Zum „Preis des Überlebens“ gehört offenbar, wie der gleichnamige, unlängst auf dem Berlinale-Forum vorgestellte Dokumentarfilm des Niederländers Louis van Gasteren bestürzend vor Augen stellte, die innere Bindung des Opfers an den Ort seiner Qualen. Marceline Loridan nimmt dieses Motiv auf, aber sie verlagert die innere Zwiesprache in eine Pseudoerzählung, die in der Begegnung Myriams mit einem jungen deutschen Fotografen (August Diehl) auf das Seltsamste kulminiert. So sehr er sie auch darum bittet: Die Frau erzählt dem vier Jahrzehnte Jüngeren fast nichts von ihren Erlebnissen, schickt ihn, dessen Großvater zur Wachmannschaft gehörte, aber auch nicht fort. Im Gegenteil, aus einer erotischen Laune heraus lässt sie ihn sogar in ihrem Hotelzimmer übernachten.
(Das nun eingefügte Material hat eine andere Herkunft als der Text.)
// Per-source debounce state machine: files of a coalescing format arriving
// within a fixed quiet window are batched and run through the pipeline once.
// One flush timer per session, armed on the first arrival and never reset;
// snapshot-then-delete happens under the store lock, so an arrival can never
// append to a session that has begun flushing.

use std::collections::HashMap;
use std::sync::Arc;

use tokio::sync::{Mutex, mpsc};
use tokio::time::{Duration, Instant};
use tracing::{debug, warn};

use crate::detect::FormatTag;
use crate::models::ProcessResult;
use crate::pipeline::{NamedFile, Pipeline};

#[derive(Debug, Clone)]
pub struct CoalescerConfig {
    /// Quiet window after the first file of a batch, in seconds.
    pub quiet_window_secs: u64,
}

/// Outcome of one flushed session, delivered on the results channel.
#[derive(Debug)]
pub struct FlushResult {
    pub source_id: String,
    pub result: ProcessResult,
}

/// Per-source pending state. Lives in the store from first arrival until its
/// flush timer fires; removed exactly once, flush success or not.
struct Session {
    format: FormatTag,
    files: Vec<NamedFile>,
    started_at: Instant,
}

pub struct SessionCoalescer {
    inner: Arc<Inner>,
}

struct Inner {
    pipeline: Arc<Pipeline>,
    sessions: Mutex<HashMap<String, Session>>,
    quiet_window: Duration,
    results_tx: mpsc::Sender<FlushResult>,
}

impl SessionCoalescer {
    pub fn new(
        pipeline: Arc<Pipeline>,
        config: CoalescerConfig,
        results_tx: mpsc::Sender<FlushResult>,
    ) -> Self {
        Self {
            inner: Arc::new(Inner {
                pipeline,
                sessions: Mutex::new(HashMap::new()),
                quiet_window: Duration::from_secs(config.quiet_window_secs),
                results_tx,
            }),
        }
    }

    /// Appends a file to the source's session, creating the session and
    /// arming its single flush timer if this is the first arrival. The timer
    /// is measured from the first arrival and not reset by later ones.
    pub async fn enqueue(&self, source_id: &str, format: FormatTag, file: NamedFile) {
        let mut sessions = self.inner.sessions.lock().await;
        match sessions.get_mut(source_id) {
            Some(session) => {
                if session.format != format {
                    // Mixed-format batch: the first file's format wins.
                    warn!(
                        source_id,
                        session_format = %session.format,
                        file_format = %format,
                        file = %file.filename,
                        "mixed-format batch; first file's format wins"
                    );
                }
                session.files.push(file);
            }
            None => {
                debug!(source_id, format = %format, "session started");
                sessions.insert(
                    source_id.to_string(),
                    Session {
                        format,
                        files: vec![file],
                        started_at: Instant::now(),
                    },
                );
                tokio::spawn(flush_after(
                    self.inner.clone(),
                    source_id.to_string(),
                    self.inner.quiet_window,
                ));
            }
        }
    }

    /// Number of files currently pending for a source (0 when no session).
    pub async fn pending_files(&self, source_id: &str) -> usize {
        let sessions = self.inner.sessions.lock().await;
        sessions.get(source_id).map_or(0, |s| s.files.len())
    }
}

/// Timer task: sleeps out the quiet window, then removes the session and runs
/// the batch pipeline on a blocking thread. The session is gone before the
/// pipeline starts, so late arrivals open a fresh session instead.
async fn flush_after(inner: Arc<Inner>, source_id: String, quiet_window: Duration) {
    tokio::time::sleep(quiet_window).await;

    let session = inner.sessions.lock().await.remove(&source_id);
    let Some(session) = session else {
        return;
    };
    debug!(
        source_id,
        files = session.files.len(),
        waited_ms = session.started_at.elapsed().as_millis() as u64,
        "session flushing"
    );

    let format = session.format;
    let files = session.files;
    let pipeline = inner.pipeline.clone();
    let result =
        match tokio::task::spawn_blocking(move || pipeline.process_batch(format, &files)).await {
            Ok(result) => result,
            Err(e) => ProcessResult::failure(format, format!("pipeline task failed: {e}")),
        };
    if !result.success {
        warn!(
            source_id,
            error = result.error.as_deref().unwrap_or("unknown"),
            "session flush failed"
        );
    }

    if inner
        .results_tx
        .send(FlushResult { source_id, result })
        .await
        .is_err()
    {
        debug!("flush result receiver dropped");
    }
}
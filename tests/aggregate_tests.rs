// Shared aggregation policy tests: ratio filter, z-score filter, grouping

mod common;

use benchreport::aggregate::{
    duration_ratio_filter, filter_and_group, group_and_average, zscore_filter,
};
use common::{date, sample};

#[test]
fn empty_input_yields_empty_output() {
    assert!(filter_and_group(&[]).is_empty());
}

#[test]
fn single_sample_passes_through_with_integer_casts() {
    // Pass-through truncates, it never rounds: 42.6 -> 42, 117.9 -> 117.
    let mut s = sample("game", 18, 42.6);
    s.avg_fps = 117.9;
    let groups = filter_and_group(&[s]);
    assert_eq!(groups.len(), 1);
    assert_eq!(groups[0].duration_seconds, 42);
    assert_eq!(groups[0].avg_fps, 117);
    assert_eq!(groups[0].frame_count, 5000);
}

#[test]
fn ratio_filter_drops_short_runs() {
    // Mean duration is 7; the 1-second run is below 0.8 * 7 and is dropped.
    let samples = vec![
        sample("game", 18, 10.0),
        sample("game", 18, 10.0),
        sample("game", 18, 1.0),
    ];
    let survivors = duration_ratio_filter(&samples);
    assert_eq!(survivors.len(), 2);
    assert!(survivors.iter().all(|s| s.duration_seconds == 10.0));
}

#[test]
fn ratio_filter_groups_independently() {
    // The short run in one group must not be judged against another group's mean.
    let samples = vec![
        sample("game", 18, 100.0),
        sample("other", 19, 1.0),
        sample("other", 19, 1.0),
    ];
    let survivors = duration_ratio_filter(&samples);
    assert_eq!(survivors.len(), 3);
}

#[test]
fn zscore_filter_is_noop_for_single_survivor() {
    let samples = vec![sample("game", 18, 10.0)];
    let out = zscore_filter(samples.clone());
    assert_eq!(out, samples);
}

#[test]
fn zscore_filter_is_noop_for_zero_deviation() {
    let samples = vec![sample("game", 18, 10.0), sample("game", 18, 10.0)];
    assert_eq!(zscore_filter(samples).len(), 2);
}

#[test]
fn zscore_filter_drops_extreme_outliers() {
    // 30 tight samples and one far outlier: population z of the outlier
    // exceeds 3 while the cluster stays within bounds.
    let mut samples: Vec<_> = (0..30)
        .map(|i| sample("game", 18, 10.0 + (i % 2) as f64 * 0.1))
        .collect();
    samples.push(sample("game", 18, 1000.0));
    let out = zscore_filter(samples);
    assert_eq!(out.len(), 30);
    assert!(out.iter().all(|s| s.duration_seconds < 100.0));
}

#[test]
fn grouping_averages_and_rounds_each_column() {
    let mut a = sample("game", 18, 10.0);
    a.frame_count = 100;
    a.avg_fps = 100.0;
    let mut b = sample("game", 18, 11.0);
    b.frame_count = 201;
    b.avg_fps = 120.0;
    let groups = group_and_average(&[a, b]);
    assert_eq!(groups.len(), 1);
    // frame_count is the rounded mean of members, never a sum.
    assert_eq!(groups[0].frame_count, 151);
    assert_eq!(groups[0].avg_fps, 110);
    assert_eq!(groups[0].duration_seconds, 11); // 10.5 rounds up
}

#[test]
fn groups_are_sorted_ascending_by_key() {
    let samples = vec![
        sample("zebra", 20, 10.0),
        sample("alpha", 8, 10.0),
        sample("alpha", 6, 10.0),
    ];
    let groups = group_and_average(&samples);
    let keys: Vec<_> = groups
        .iter()
        .map(|g| (g.date, g.hour_bucket, g.application.clone()))
        .collect();
    assert_eq!(
        keys,
        vec![
            (date(2023, 5, 1), 6, "alpha".to_string()),
            (date(2023, 5, 1), 8, "alpha".to_string()),
            (date(2023, 5, 1), 20, "zebra".to_string()),
        ]
    );
}

#[test]
fn full_pipeline_drops_short_run_and_groups_the_rest() {
    let samples = vec![sample("game", 18, 10.0), sample("game", 18, 2.0)];
    // Group mean 6; 2.0 < 0.8 * 6 is dropped, 10.0 survives alone.
    let groups = filter_and_group(&samples);
    assert_eq!(groups.len(), 1);
    assert_eq!(groups[0].duration_seconds, 10);
}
Anouk Aimeé prägt den Film von Anfang bis Ende. Ihre Auftritte im frischen grünen Gras der Gedenkstätte werden zu Triumphmarken der Regisseurin über eine grausige Erinnerung, die optisch nicht ausgemalt werden kann. Die Betonpfähle des elektrischen Zaunes, die Pritschen und Latrinen, die falschen und echten Duschräume bilden die Kulisse eines Seelendramas, das der Zuschauer allenfalls respektvoll erahnen kann. Statt sein Scheitern angesichts des Themas offen einzugestehen (was auch ein Ergebnis wäre), lockt der Film den Zuschauer auf eine falsche Fährte. Nur wenn Zbigniew Zamachowski als jüdischer Ortschronist den französischen Gast zum einstigen Wohnhaus der Eltern, der Rosenbaums, führt, gewinnt „La petite prairie aux bouleaux“ (der Originaltitel „Die kleine Birkenwiese“ – und wörtliche Übersetzung des polnischen „Brzezinska“) Athentizität. Zamachowski darf auch in der deutschen Fassung polnisch sprechen. Anouk Aimeé jedoch bleibt die Fremde, die mit dem aufklärungsbedürftigen Enkel eines SS-Mannes fließend deutsch parliert.